## WHAT IS REQUIRED
For the records that follow, give the number of lines containing the word "Serialize", with no added text.

## DATA
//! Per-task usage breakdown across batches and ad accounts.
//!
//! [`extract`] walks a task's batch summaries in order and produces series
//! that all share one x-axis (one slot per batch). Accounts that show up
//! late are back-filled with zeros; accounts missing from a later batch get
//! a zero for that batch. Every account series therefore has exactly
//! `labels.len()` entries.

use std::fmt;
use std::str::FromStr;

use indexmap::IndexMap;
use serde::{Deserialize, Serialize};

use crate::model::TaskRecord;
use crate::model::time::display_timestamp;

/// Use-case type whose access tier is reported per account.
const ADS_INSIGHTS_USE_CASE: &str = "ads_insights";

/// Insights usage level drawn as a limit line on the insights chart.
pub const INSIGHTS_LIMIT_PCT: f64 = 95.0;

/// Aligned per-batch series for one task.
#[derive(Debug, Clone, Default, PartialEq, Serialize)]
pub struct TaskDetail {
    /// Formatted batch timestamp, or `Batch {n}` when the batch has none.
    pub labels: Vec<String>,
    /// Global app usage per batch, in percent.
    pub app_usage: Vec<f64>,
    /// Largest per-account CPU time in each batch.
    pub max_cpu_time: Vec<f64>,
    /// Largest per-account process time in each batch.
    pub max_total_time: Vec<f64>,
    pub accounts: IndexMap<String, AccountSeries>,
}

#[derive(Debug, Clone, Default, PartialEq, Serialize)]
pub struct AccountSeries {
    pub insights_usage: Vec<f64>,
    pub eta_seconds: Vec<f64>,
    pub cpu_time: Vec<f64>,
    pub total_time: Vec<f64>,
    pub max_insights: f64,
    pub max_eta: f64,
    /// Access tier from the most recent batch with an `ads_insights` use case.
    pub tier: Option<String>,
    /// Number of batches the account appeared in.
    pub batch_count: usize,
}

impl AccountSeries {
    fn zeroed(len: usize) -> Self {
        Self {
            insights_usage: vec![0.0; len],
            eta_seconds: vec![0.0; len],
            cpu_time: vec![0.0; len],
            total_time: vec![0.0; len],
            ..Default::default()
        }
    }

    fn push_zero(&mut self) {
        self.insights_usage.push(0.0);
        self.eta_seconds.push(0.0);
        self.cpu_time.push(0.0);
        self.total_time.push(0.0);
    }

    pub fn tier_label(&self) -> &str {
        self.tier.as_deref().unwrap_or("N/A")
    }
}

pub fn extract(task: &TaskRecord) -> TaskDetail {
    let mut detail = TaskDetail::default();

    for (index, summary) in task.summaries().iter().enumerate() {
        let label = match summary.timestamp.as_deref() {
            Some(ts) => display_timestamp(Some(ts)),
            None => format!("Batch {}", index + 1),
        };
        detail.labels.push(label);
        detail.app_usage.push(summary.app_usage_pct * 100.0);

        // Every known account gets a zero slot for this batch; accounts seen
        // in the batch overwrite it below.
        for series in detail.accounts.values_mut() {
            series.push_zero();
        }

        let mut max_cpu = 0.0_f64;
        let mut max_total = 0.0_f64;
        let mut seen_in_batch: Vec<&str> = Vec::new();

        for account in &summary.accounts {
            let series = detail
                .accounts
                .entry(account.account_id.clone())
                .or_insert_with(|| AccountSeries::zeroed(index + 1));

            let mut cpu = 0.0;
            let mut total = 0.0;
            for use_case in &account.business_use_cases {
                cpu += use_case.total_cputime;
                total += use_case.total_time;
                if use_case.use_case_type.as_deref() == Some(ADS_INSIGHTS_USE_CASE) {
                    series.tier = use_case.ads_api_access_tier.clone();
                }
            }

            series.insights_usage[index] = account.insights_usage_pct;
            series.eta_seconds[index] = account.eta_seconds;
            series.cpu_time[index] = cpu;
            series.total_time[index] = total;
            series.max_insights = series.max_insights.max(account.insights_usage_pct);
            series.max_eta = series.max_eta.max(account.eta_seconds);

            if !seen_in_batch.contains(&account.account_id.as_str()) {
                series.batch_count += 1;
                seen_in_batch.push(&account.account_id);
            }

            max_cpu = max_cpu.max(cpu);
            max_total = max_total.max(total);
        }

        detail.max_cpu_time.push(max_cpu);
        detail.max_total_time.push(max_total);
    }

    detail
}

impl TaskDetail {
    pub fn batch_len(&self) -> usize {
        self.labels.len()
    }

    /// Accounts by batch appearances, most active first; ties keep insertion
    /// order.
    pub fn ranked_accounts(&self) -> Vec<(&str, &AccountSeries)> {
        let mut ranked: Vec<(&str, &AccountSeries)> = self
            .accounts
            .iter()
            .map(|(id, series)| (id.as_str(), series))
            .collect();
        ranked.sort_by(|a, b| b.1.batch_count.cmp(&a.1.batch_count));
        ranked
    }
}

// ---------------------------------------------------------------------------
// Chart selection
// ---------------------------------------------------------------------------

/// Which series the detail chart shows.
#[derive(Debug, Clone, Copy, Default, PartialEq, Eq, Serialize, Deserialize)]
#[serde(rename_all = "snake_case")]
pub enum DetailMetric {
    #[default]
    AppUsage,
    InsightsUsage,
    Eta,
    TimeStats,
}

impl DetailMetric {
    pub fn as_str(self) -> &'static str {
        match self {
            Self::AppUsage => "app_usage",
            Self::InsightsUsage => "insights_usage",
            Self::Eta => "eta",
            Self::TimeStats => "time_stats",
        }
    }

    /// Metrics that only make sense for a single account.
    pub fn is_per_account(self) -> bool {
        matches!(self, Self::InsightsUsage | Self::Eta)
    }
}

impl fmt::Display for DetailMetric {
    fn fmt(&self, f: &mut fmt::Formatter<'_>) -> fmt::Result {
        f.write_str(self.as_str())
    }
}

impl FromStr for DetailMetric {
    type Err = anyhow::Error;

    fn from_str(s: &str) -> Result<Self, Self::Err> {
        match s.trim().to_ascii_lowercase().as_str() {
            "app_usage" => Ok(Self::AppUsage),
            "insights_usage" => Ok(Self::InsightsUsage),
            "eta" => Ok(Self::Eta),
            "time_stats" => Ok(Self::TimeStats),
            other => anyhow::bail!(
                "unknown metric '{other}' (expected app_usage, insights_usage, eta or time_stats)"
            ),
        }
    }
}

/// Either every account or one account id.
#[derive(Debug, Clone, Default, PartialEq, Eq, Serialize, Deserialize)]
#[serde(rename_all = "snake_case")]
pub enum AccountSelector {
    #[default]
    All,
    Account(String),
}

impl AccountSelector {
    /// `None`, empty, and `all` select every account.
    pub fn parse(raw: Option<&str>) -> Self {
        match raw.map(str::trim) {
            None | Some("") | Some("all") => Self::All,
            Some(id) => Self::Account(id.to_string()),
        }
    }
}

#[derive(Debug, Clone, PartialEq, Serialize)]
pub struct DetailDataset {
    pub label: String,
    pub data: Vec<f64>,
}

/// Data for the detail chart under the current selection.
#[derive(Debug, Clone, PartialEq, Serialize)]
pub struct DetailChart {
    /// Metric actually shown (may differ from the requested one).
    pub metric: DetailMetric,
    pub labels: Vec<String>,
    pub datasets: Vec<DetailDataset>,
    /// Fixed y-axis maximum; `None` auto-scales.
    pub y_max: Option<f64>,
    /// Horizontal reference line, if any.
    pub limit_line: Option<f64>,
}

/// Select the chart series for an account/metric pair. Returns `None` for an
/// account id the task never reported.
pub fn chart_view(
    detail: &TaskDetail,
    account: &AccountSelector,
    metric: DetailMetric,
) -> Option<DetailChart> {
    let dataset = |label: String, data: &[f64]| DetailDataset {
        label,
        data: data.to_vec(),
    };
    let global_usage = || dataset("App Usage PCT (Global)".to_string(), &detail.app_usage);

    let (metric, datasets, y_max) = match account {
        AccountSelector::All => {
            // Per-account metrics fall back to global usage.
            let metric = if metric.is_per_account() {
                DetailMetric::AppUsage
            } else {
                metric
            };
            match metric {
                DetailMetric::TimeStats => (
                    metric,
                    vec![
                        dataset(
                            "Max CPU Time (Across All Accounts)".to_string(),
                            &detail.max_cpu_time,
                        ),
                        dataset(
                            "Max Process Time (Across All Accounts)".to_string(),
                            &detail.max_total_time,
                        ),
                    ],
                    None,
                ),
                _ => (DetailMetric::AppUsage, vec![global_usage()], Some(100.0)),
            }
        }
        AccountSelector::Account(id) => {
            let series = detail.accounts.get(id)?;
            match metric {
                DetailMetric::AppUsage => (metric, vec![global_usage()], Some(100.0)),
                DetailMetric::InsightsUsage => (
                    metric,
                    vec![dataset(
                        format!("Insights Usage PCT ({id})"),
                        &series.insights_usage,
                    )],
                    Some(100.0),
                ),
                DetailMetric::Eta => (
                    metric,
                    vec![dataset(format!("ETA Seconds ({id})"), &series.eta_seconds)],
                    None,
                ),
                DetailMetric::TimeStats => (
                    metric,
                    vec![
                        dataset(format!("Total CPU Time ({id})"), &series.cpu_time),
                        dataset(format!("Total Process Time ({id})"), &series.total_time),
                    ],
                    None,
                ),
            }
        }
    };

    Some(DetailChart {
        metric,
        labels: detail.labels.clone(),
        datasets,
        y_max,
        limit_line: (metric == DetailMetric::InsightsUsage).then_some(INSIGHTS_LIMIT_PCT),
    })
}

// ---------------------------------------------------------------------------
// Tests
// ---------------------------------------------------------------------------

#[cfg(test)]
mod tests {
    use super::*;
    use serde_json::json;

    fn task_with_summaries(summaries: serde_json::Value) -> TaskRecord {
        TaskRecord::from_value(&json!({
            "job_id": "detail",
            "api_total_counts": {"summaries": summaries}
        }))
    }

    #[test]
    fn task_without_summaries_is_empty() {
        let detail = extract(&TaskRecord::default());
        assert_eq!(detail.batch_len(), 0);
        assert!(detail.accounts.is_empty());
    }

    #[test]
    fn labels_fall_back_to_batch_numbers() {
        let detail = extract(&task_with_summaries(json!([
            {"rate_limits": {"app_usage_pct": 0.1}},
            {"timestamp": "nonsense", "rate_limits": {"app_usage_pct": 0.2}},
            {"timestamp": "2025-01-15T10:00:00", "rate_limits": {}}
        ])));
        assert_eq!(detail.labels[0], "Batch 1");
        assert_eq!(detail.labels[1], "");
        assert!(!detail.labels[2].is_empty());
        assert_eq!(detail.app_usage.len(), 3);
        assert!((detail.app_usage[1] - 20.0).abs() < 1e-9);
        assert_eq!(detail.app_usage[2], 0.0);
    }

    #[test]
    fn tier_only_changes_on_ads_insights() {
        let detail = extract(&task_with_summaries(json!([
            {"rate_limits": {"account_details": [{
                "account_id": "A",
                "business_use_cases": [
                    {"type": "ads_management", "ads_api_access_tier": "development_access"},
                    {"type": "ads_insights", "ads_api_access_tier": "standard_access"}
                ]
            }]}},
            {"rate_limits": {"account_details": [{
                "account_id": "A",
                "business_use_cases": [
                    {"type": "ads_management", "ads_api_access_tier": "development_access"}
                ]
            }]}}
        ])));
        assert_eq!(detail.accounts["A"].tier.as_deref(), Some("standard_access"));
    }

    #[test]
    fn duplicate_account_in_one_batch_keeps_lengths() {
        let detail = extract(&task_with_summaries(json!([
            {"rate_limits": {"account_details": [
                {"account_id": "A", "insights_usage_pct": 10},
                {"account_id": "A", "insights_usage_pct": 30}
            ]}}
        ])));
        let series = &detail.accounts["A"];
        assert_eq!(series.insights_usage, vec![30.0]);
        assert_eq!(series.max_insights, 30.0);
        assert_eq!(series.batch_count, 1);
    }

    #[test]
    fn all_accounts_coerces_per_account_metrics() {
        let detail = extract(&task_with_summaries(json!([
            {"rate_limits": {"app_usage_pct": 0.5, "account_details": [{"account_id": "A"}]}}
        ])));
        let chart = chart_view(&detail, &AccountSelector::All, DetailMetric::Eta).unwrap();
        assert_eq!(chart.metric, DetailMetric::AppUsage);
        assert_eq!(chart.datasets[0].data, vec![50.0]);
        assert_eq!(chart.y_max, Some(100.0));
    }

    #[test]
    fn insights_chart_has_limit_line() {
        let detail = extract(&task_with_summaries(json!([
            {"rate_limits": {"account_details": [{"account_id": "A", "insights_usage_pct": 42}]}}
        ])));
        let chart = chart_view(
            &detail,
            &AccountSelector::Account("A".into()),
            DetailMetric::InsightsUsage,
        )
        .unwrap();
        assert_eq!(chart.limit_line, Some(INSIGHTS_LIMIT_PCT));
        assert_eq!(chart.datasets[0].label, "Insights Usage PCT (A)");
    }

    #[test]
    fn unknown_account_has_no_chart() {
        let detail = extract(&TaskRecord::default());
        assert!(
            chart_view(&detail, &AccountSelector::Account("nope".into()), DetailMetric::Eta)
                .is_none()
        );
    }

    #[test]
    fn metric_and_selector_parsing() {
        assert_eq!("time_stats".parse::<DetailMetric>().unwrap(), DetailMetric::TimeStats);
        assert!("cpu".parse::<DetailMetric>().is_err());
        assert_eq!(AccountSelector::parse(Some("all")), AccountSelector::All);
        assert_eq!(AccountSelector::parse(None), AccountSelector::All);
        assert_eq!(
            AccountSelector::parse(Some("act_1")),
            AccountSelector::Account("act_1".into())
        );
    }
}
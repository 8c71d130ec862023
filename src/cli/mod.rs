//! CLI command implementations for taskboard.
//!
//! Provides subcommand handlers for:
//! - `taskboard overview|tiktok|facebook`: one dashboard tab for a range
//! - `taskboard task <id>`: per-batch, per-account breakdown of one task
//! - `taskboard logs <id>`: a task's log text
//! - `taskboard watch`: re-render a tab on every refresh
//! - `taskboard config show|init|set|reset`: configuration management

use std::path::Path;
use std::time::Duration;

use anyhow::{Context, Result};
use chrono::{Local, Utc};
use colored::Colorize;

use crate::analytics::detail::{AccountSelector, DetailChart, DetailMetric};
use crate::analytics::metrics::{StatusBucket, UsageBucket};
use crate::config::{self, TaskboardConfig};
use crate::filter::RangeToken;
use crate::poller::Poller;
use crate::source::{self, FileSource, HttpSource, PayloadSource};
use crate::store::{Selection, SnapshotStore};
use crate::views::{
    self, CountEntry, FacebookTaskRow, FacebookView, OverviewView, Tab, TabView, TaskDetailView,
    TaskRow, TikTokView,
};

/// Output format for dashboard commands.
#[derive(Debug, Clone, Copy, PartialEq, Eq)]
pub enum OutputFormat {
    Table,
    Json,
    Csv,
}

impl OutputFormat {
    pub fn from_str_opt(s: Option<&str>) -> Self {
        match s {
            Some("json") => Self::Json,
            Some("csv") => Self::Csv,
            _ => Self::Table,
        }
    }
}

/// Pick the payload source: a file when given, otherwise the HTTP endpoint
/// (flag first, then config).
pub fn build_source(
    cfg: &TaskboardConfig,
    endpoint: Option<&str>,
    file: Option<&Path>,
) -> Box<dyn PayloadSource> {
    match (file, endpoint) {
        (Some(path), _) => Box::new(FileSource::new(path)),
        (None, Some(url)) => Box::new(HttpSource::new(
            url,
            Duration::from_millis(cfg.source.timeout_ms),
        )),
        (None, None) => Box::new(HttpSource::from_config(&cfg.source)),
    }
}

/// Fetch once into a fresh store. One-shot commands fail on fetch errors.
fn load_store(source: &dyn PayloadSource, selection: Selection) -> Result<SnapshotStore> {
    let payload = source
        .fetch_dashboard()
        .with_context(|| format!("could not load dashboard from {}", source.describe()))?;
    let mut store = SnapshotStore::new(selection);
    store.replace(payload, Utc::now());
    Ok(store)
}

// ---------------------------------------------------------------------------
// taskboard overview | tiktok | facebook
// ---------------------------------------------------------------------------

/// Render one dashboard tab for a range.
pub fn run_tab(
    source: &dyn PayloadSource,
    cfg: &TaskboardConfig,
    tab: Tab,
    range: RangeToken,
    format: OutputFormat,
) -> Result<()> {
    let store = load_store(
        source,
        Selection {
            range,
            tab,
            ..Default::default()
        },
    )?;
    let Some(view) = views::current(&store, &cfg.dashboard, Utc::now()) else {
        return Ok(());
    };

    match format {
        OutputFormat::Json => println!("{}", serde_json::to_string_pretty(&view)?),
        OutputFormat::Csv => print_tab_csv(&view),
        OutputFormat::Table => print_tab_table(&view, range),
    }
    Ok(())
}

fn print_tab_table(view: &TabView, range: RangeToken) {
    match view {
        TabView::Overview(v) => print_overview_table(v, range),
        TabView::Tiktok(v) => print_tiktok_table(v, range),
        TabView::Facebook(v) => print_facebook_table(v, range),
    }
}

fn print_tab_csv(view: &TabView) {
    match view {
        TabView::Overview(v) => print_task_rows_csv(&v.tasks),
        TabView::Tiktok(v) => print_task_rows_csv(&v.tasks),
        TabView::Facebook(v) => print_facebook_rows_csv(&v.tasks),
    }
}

## TASK RESULT
7